Use of levetiracetam in subarachnoid hemorrhage
Abstract number :
3.235;
Submission category :
7. Antiepileptic Drugs
Year :
2007
Submission ID :
7981
Source :
www.aesnet.org
Presentation date :
11/30/2007 12:00:00 AM
Published date :
Nov 29, 2007, 06:00 AM
Authors :
D. S. Shah1, J. Guptill1, A. M. Husain1, 2
Rationale: Seizures occur in 7-25% of patients with subarachnoid hemorrhage (SAH) and are a major contributor to poor outcome. Phenytoin (PHT) is often in these patients for either prophylaxis or treatment of seizures; however its use is challenging due to side effects, a narrow therapeutic range, nonlinear pharmacokinetics, and frequent monitoring of free/total level. Levetiracetam (LEV) does not have many of the pharmacologic challenges of PHTMethods: Patients admitted to Duke University Medical Center between January 1st 2002 and June 30th 2006 with SAH were reviewed; those treated with PHT or LEV were enrolled. Efficacy and tolerability of PHT and LEV were determined by the occurrence of seizures or side effects necessitating a change of medication. These were compared with a Chi-square test between the PHT and LEV groups. This study was approved by the local Institutional Review Board.Results: A total of 176 patients with SAH were identified; all were initially treated with PHT. In 70 (39.8%) patients, PHT replaced with LEV. While on PHT, 5 (2.8%) patients had seizures; none of these patients had seizure while on LEV (p=.14).
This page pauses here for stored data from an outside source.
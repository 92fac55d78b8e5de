//! LIFO history of performed moves.
//!
//! [`HistoryStack`] records completed relocations so they can be undone in
//! reverse order of execution. It owns no files — each [`MoveRecord`] only
//! describes a relocation that already happened.
//!
//! The stack is unbounded by default. A capacity bound with oldest-record
//! eviction is available for long sessions; once a record is evicted, the
//! move it described can no longer be undone.

use crate::domain::MoveRecord;
use std::collections::VecDeque;

/// Ordered record of performed moves with LIFO pop discipline.
///
/// The back of the deque is the top of the stack: the most recent
/// not-yet-undone move. Popping and reversing it restores the filesystem and
/// the queue to the state immediately before that move.
#[derive(Debug, Clone, PartialEq, Eq)]
pub struct HistoryStack {
    records: VecDeque<MoveRecord>,
    limit: Option<usize>,
}

impl HistoryStack {
    /// Creates an unbounded history.
    #[must_use]
    pub fn new() -> Self {
        Self {
            records: VecDeque::new(),
            limit: None,
        }
    }

    /// Creates a history bounded to `limit` records.
    ///
    /// Pushing onto a full stack evicts the oldest record first. A limit of
    /// zero means nothing is ever retained and undo is permanently
    /// unavailable.
    #[must_use]
    pub fn bounded(limit: usize) -> Self {
        Self {
            records: VecDeque::with_capacity(limit),
            limit: Some(limit),
        }
    }

    /// Pushes a record onto the top of the stack.
    pub fn push(&mut self, record: MoveRecord) {
        if let Some(limit) = self.limit {
            if limit == 0 {
                return;
            }
            while self.records.len() >= limit {
                let evicted = self.records.pop_front();
                tracing::debug!(?evicted, "history bound reached, evicting oldest record");
            }
        }
        self.records.push_back(record);
    }

    /// Removes and returns the top record, or `None` when the history is
    /// empty.
    ///
    /// Empty history is an expected condition — callers report "nothing to
    /// undo" to the user and continue.
    pub fn pop(&mut self) -> Option<MoveRecord> {
        self.records.pop_back()
    }

    /// Number of undoable moves currently recorded.
    #[must_use]
    pub fn len(&self) -> usize {
        self.records.len()
    }

    /// True when there is nothing to undo.
    #[must_use]
    pub fn is_empty(&self) -> bool {
        self.records.is_empty()
    }
}

impl Default for HistoryStack {
    fn default() -> Self {
        Self::new()
    }
}
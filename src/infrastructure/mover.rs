//! File relocation primitive.
//!
//! This module defines the [`FileMover`] trait that abstracts over the one
//! physical side effect the triage core performs: moving a file into a
//! directory. The abstraction keeps the state machine testable without a
//! real filesystem; tests inject a recording or failing implementation.
//!
//! # Design Philosophy
//!
//! The trait is deliberately a single method. It is not a filesystem
//! abstraction layer — it is exactly the capability the controller needs,
//! and nothing else.

use crate::domain::error::{Result, TriageError};
use std::path::{Path, PathBuf};

/// Abstraction over the physical file move.
///
/// Implementations must create the destination directory (including missing
/// parents) when absent and move the source file so it ends up at
/// `destination_directory/basename(source)`.
///
/// # Implementations
///
/// - [`OsFileMover`]: performs real `std::fs` operations (default)
pub trait FileMover {
    /// Moves `source` into `dest_dir`, returning the final destination path.
    ///
    /// The returned path is always `dest_dir` joined with the basename of
    /// `source`. Callers must use the returned path rather than recomputing
    /// it.
    ///
    /// # Errors
    ///
    /// - [`TriageError::NotFound`] if `source` does not exist at call time
    /// - [`TriageError::Io`] for permission, cross-device, or directory
    ///   creation failures
    ///
    /// Either error is fatal to this single operation only; the session
    /// continues.
    fn relocate(&self, source: &Path, dest_dir: &Path) -> Result<PathBuf>;
}

/// The real filesystem mover.
///
/// Stateless; a session owns one for its lifetime. The move is a plain
/// `rename`, atomic on a single filesystem. A cross-device rename fails
/// outright rather than degrading to copy+delete, so a move either completes
/// or leaves the source untouched.
#[derive(Debug, Default)]
pub struct OsFileMover;

impl FileMover for OsFileMover {
    fn relocate(&self, source: &Path, dest_dir: &Path) -> Result<PathBuf> {
        if !source.is_file() {
            return Err(TriageError::NotFound(source.to_path_buf()));
        }

        let basename = source.file_name().ok_or_else(|| {
            TriageError::Config(format!("source path has no filename: {}", source.display()))
        })?;

        std::fs::create_dir_all(dest_dir)?;

        let destination = dest_dir.join(basename);
        std::fs::rename(source, &destination)?;

        tracing::debug!(
            source = %source.display(),
            destination = %destination.display(),
            "relocated file"
        );

        Ok(destination)
    }
}
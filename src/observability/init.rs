//! Tracing initialization and subscriber setup.
//!
//! Configures the `tracing-subscriber` pipeline: an `EnvFilter` resolved
//! from `RUST_LOG` or the configured trace level, writing plain-text events
//! to a log file outside the triage directory (the triage directory is user
//! data; nothing of ours lands in it).

use crate::Config;
use std::sync::Mutex;
use tracing_subscriber::EnvFilter;

/// Initializes the tracing subscriber with file output.
///
/// # Trace Level Resolution
///
/// 1. `RUST_LOG` environment variable, if set
/// 2. `config.trace_level`, if set
/// 3. Default: `"info"`
///
/// # File Location
///
/// Events are appended to `pictriage/pictriage.log` under the system temp
/// directory.
///
/// # Initialization Behavior
///
/// - Creates the log directory if it doesn't exist
/// - Silently does nothing if the directory or file cannot be created
///   (observability is optional)
/// - Idempotent: safe to call multiple times, only the first call takes
///   effect
pub fn init_tracing(config: &Config) {
    let level = config
        .trace_level
        .clone()
        .unwrap_or_else(|| "info".to_string());

    let filter = EnvFilter::try_from_default_env()
        .or_else(|_| EnvFilter::try_new(&level))
        .unwrap_or_else(|_| EnvFilter::new("info"));

    let log_dir = std::env::temp_dir().join("pictriage");
    if std::fs::create_dir_all(&log_dir).is_err() {
        return;
    }

    let Ok(file) = std::fs::OpenOptions::new()
        .create(true)
        .append(true)
        .open(log_dir.join("pictriage.log"))
    else {
        return;
    };

    let _ = tracing_subscriber::fmt()
        .with_env_filter(filter)
        .with_writer(Mutex::new(file))
        .with_ansi(false)
        .try_init();
}
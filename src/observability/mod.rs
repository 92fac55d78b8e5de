//! Observability setup.
//!
//! - [`init`]: tracing subscriber initialization

pub mod init;

pub use init::init_tracing;
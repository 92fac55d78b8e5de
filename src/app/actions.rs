//! Actions representing side effects to be executed by the frontend.
//!
//! The event handler returns a `Vec<Action>` after processing each event.
//! Actions are the boundary between the pure-ish state machine and the
//! effectful outside world: the frontend executes them in sequence after
//! each `handle_event` call. Rendering is *not* an action — the handler
//! signals "needs render" separately, and the frontend pulls a fresh view
//! snapshot from the session.

/// Commands emitted by the event handler for the frontend to execute.
#[derive(Debug, Clone, PartialEq, Eq)]
pub enum Action {
    /// Shows a one-line message to the user.
    ///
    /// Used for move confirmations, "nothing to undo", and move failures.
    /// Never fatal; the session continues after every notification.
    Notify(String),

    /// Ends the session; the frontend tears down and exits.
    Quit,
}
//! Ordered work queue of pending images.
//!
//! [`TriageQueue`] owns the queue mutation rules: a fixed item sequence from
//! the initial directory listing plus a cursor marking the pending/assigned
//! boundary. Items are never removed on assign; the cursor moving past an
//! item is what marks it assigned. This keeps every position stable, which
//! is what makes undo a pure cursor retreat.
//!
//! # Invariant
//!
//! `0 <= cursor <= len` always holds. The cursor is either `len` (queue
//! exhausted) or points at the single item currently awaiting a decision —
//! the only item ever handed to the display or the file mover. Everything in
//! `[0, cursor)` has been assigned and physically lives in a category
//! folder; everything in `[cursor, len)` is pending and lives in the root.

use crate::domain::ImageItem;

/// Ordered sequence of image identifiers plus a cursor.
#[derive(Debug, Clone, PartialEq, Eq)]
pub struct TriageQueue {
    items: Vec<ImageItem>,
    cursor: usize,
}

impl TriageQueue {
    /// Creates a queue from an initial listing, cursor at the front.
    #[must_use]
    pub fn new(items: Vec<ImageItem>) -> Self {
        Self { items, cursor: 0 }
    }

    /// Returns the item at the cursor, or `None` when the queue is exhausted.
    #[must_use]
    pub fn current(&self) -> Option<&ImageItem> {
        self.items.get(self.cursor)
    }

    /// Moves the cursor past the current item, saturating at the end.
    ///
    /// Called exactly once per successful assign.
    pub fn advance(&mut self) {
        if self.cursor < self.items.len() {
            self.cursor += 1;
        }
    }

    /// Moves the cursor back by one, saturating at zero.
    ///
    /// Called exactly once per successful undo.
    pub fn retreat(&mut self) {
        self.cursor = self.cursor.saturating_sub(1);
    }

    /// Inserts `item` at the cursor position unless an item with the same
    /// identifier is already anywhere in the queue.
    ///
    /// Used by undo so the restored image reappears as the next item to
    /// review. Because assign never removes items, the usual outcome is a
    /// no-op: the item is still sitting at the cursor. The containment check
    /// makes the operation idempotent on identifiers — a deliberate carry of
    /// the source behavior where the *name* is the de-duplication key (see
    /// DESIGN.md), so two same-named files can never both occupy the queue.
    pub fn reinsert_at_cursor(&mut self, item: ImageItem) {
        if self.items.contains(&item) {
            tracing::debug!(item = %item, "reinsert skipped, identifier already queued");
            return;
        }
        self.items.insert(self.cursor, item);
    }

    /// Number of items the queue was built with (assigned and pending).
    #[must_use]
    pub fn len(&self) -> usize {
        self.items.len()
    }

    /// True when the queue holds no items at all.
    #[must_use]
    pub fn is_empty(&self) -> bool {
        self.items.is_empty()
    }

    /// Current cursor position; equals the number of items already assigned
    /// and not undone.
    #[must_use]
    pub fn position(&self) -> usize {
        self.cursor
    }

    /// True once the cursor has passed the last item.
    #[must_use]
    pub fn is_exhausted(&self) -> bool {
        self.cursor == self.items.len()
    }
}

#[cfg(test)]
mod tests {
    use super::*;

    fn queue(names: &[&str]) -> TriageQueue {
        TriageQueue::new(names.iter().copied().map(ImageItem::new).collect())
    }

    #[test]
    fn advance_saturates_at_length() {
        let mut q = queue(&["a.jpg"]);
        q.advance();
        q.advance();
        assert_eq!(q.position(), 1);
        assert!(q.is_exhausted());
        assert!(q.current().is_none());
    }

    #[test]
    fn retreat_saturates_at_zero() {
        let mut q = queue(&["a.jpg", "b.png"]);
        q.retreat();
        assert_eq!(q.position(), 0);
        assert_eq!(q.current().map(ImageItem::name), Some("a.jpg"));
    }

    #[test]
    fn reinsert_is_idempotent_on_identifier() {
        let mut q = queue(&["a.jpg", "b.png"]);
        q.advance();
        q.retreat();
        q.reinsert_at_cursor(ImageItem::new("a.jpg"));
        assert_eq!(q.len(), 2);
        assert_eq!(q.current().map(ImageItem::name), Some("a.jpg"));
    }

    #[test]
    fn reinsert_places_missing_item_at_cursor() {
        let mut q = queue(&["b.png"]);
        q.reinsert_at_cursor(ImageItem::new("a.jpg"));
        assert_eq!(q.len(), 2);
        assert_eq!(q.current().map(ImageItem::name), Some("a.jpg"));
    }

    #[test]
    fn empty_queue_is_exhausted_immediately() {
        let q = queue(&[]);
        assert!(q.is_exhausted());
        assert!(q.current().is_none());
    }
}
Another 56 (31.8%) patients were switched to LEV due to intolerance; 23 (13.1%) had elevated transaminase, 21 (11.9%) had thrombocytopenia, 9 (5.1%) had unexplained fever, and 3 (1.7%) developed a rash. Of those 70 patients on LEV, none had intolerance leading to a change of medication (p<0.001). Conclusions: LEV appears to be at least comparably effective compared to PHT in controlling seizures in patients with SAH. However LEV appears to have superior tolerability. (Acknowledgement: This study was funded in part by UCB Pharmaceuticals.)